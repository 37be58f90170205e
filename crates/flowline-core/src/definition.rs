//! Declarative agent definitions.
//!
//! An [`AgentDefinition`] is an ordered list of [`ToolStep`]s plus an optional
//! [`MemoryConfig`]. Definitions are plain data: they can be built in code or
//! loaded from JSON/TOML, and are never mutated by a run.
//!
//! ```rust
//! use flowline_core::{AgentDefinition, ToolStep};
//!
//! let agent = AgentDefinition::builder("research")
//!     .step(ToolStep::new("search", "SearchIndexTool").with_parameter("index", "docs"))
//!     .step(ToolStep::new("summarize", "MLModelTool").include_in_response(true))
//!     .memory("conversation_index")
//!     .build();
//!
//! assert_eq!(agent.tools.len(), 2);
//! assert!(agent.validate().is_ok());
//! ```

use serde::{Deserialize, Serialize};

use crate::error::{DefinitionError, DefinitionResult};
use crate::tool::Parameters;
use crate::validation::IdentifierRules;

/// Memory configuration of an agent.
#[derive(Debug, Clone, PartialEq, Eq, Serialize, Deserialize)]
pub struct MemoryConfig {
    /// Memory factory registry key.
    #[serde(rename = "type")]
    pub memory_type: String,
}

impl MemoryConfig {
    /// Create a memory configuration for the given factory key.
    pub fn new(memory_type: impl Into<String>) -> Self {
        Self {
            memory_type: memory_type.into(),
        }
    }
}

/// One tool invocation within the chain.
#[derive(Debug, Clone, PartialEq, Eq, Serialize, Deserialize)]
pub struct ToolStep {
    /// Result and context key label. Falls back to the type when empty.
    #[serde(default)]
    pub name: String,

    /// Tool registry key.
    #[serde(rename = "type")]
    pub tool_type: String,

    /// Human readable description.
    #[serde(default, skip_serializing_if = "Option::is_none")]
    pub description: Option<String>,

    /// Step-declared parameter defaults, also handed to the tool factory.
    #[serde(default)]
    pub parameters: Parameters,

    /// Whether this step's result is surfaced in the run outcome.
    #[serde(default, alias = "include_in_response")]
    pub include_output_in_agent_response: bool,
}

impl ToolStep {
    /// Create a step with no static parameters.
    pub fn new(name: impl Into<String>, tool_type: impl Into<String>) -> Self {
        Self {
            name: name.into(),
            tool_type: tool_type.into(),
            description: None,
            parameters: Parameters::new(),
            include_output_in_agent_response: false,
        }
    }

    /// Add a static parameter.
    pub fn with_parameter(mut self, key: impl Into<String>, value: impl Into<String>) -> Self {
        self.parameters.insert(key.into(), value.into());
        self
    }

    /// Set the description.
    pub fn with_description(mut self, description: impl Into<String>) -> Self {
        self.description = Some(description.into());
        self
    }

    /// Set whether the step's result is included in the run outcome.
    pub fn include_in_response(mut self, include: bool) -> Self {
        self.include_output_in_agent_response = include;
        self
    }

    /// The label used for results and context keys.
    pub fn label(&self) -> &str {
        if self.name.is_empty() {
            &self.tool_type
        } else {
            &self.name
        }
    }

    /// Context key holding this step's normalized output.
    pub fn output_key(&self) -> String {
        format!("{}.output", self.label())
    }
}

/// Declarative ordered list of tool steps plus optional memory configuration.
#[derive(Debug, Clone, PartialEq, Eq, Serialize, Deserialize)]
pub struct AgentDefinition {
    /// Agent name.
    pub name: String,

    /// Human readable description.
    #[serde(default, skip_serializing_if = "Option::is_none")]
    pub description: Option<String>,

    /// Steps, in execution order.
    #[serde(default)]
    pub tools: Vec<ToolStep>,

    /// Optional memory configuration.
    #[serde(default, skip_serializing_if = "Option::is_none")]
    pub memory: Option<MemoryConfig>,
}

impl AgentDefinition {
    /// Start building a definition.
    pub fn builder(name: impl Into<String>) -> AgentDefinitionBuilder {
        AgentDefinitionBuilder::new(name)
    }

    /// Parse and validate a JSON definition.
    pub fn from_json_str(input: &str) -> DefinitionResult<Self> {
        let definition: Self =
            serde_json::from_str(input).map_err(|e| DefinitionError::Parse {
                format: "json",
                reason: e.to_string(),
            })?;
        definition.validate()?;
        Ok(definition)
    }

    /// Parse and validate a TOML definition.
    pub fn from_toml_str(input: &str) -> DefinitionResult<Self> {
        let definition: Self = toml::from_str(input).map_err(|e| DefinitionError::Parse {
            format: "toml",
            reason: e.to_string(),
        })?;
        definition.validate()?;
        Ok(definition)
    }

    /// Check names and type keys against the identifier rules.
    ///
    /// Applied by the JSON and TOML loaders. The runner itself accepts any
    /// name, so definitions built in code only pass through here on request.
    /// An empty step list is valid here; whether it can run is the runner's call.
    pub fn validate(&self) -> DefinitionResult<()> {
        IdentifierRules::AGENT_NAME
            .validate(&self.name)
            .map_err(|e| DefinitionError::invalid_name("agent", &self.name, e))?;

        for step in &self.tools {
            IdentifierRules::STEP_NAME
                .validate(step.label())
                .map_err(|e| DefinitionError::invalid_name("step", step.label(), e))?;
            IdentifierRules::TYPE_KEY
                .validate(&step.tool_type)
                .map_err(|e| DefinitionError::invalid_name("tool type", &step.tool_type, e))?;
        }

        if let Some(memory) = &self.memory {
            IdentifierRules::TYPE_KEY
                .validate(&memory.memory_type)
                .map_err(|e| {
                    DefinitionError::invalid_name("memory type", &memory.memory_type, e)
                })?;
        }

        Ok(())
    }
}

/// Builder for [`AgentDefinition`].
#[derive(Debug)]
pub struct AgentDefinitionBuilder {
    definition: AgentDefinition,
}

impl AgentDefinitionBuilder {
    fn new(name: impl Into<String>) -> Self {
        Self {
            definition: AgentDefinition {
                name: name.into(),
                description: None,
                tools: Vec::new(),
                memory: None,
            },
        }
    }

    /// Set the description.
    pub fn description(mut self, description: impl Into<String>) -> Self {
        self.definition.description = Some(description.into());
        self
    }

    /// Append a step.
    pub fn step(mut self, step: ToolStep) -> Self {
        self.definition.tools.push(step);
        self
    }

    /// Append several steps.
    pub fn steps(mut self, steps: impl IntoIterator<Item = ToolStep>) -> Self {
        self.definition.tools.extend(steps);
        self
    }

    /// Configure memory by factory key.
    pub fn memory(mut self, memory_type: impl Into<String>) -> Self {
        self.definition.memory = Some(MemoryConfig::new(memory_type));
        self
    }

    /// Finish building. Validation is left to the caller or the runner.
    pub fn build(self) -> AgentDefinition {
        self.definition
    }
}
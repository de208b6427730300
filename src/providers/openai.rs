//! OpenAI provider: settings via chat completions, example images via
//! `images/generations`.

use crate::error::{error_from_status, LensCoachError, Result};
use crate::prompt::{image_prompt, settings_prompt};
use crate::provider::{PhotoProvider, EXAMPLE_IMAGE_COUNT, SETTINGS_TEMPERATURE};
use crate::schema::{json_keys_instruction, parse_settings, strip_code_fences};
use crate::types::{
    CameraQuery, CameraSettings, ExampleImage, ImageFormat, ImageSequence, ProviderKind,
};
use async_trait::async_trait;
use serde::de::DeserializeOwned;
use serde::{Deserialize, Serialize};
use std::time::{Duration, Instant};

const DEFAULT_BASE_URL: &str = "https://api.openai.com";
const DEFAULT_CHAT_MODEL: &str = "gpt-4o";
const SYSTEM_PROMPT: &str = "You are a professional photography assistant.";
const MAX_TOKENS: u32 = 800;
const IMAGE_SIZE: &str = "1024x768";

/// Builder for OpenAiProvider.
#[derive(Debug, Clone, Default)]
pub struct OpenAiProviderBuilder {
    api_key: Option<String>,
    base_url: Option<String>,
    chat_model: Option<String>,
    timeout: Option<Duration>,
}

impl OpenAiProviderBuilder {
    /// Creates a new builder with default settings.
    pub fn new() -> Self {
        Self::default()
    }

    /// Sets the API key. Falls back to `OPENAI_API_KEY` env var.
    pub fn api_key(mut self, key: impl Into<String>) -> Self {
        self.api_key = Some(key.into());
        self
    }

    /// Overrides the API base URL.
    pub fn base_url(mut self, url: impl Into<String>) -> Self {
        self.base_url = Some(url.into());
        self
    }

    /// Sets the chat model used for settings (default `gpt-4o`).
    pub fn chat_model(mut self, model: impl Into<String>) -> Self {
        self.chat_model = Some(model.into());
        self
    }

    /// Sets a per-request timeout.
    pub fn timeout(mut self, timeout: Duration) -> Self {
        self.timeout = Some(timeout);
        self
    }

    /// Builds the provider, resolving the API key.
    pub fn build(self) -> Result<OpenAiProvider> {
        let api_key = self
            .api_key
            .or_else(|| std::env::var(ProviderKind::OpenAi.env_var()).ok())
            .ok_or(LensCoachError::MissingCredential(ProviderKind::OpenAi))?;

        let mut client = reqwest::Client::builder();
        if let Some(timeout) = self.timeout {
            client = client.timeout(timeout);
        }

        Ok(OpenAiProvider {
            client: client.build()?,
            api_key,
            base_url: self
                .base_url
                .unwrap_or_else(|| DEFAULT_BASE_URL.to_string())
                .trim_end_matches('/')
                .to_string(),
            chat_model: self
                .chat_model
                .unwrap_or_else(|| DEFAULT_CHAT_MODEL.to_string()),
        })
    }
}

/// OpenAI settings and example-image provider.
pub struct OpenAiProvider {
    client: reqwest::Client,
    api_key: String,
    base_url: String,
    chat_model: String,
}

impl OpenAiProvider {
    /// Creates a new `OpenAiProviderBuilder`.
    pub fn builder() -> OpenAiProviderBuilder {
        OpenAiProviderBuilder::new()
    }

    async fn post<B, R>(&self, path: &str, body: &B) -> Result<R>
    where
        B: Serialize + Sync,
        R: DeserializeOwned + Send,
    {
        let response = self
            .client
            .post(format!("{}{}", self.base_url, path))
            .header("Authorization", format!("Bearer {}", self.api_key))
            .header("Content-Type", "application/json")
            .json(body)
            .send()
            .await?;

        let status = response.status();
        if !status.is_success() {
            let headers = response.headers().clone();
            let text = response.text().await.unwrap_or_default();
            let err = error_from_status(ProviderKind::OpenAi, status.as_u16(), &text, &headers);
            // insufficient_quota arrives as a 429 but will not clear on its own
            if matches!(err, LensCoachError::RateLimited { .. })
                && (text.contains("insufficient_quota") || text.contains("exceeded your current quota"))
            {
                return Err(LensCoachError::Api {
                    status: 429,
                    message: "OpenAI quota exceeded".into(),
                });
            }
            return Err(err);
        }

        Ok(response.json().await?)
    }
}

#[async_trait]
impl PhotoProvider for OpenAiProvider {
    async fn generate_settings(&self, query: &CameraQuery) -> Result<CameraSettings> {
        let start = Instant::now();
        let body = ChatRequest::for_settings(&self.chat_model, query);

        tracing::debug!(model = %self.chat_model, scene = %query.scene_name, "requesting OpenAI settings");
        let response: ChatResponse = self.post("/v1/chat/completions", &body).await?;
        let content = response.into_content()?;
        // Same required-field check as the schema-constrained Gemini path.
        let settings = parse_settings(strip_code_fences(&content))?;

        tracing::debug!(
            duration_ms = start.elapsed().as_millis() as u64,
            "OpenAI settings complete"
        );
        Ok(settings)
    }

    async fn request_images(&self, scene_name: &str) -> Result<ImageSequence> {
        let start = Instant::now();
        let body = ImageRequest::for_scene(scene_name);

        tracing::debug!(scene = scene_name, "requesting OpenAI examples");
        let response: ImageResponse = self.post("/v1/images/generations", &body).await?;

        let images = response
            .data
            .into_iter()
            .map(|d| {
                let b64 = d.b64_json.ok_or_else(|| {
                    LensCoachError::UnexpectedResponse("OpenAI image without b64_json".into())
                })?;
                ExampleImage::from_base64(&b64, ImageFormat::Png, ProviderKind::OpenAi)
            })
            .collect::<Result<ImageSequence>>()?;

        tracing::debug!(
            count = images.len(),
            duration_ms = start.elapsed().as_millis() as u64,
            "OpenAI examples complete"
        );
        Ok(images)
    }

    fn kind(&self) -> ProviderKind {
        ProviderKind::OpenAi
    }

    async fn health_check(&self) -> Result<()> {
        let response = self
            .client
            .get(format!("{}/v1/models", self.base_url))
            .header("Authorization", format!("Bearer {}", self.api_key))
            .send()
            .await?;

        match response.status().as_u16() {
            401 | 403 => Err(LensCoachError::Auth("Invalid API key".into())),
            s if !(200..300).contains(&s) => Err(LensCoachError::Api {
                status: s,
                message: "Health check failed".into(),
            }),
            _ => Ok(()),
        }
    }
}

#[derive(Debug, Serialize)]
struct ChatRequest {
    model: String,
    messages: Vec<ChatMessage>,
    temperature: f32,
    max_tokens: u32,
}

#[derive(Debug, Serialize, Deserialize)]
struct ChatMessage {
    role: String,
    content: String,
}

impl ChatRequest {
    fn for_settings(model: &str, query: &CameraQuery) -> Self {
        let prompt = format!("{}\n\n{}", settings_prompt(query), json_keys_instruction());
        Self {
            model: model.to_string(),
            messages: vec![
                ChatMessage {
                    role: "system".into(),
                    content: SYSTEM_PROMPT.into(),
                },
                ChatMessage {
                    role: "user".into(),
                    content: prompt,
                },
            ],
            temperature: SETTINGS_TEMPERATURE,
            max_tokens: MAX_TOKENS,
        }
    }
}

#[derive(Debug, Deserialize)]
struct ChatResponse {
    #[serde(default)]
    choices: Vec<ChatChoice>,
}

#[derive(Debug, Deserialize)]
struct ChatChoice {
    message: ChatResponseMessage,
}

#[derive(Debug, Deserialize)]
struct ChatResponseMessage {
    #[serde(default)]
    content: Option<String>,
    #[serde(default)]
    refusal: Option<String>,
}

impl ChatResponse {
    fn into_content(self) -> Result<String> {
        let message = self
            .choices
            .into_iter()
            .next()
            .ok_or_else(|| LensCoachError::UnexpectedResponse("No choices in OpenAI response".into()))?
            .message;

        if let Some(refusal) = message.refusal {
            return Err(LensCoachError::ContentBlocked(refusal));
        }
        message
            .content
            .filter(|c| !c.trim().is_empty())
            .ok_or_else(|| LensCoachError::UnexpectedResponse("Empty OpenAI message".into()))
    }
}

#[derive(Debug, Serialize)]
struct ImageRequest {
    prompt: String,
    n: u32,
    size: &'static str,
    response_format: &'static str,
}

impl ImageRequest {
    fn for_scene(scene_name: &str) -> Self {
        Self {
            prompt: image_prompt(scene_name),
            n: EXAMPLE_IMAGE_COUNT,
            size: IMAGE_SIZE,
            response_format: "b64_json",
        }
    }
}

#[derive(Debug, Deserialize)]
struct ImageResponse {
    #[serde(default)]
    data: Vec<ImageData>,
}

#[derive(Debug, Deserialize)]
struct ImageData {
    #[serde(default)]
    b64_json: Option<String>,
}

┄┄┄┄┄┄┄┄┄┄┄┄┄┄┄┄┄┄┄┄

Reply with nothing but the number of lines in the entries that include "ChatChoice".

**SOLUTION**
2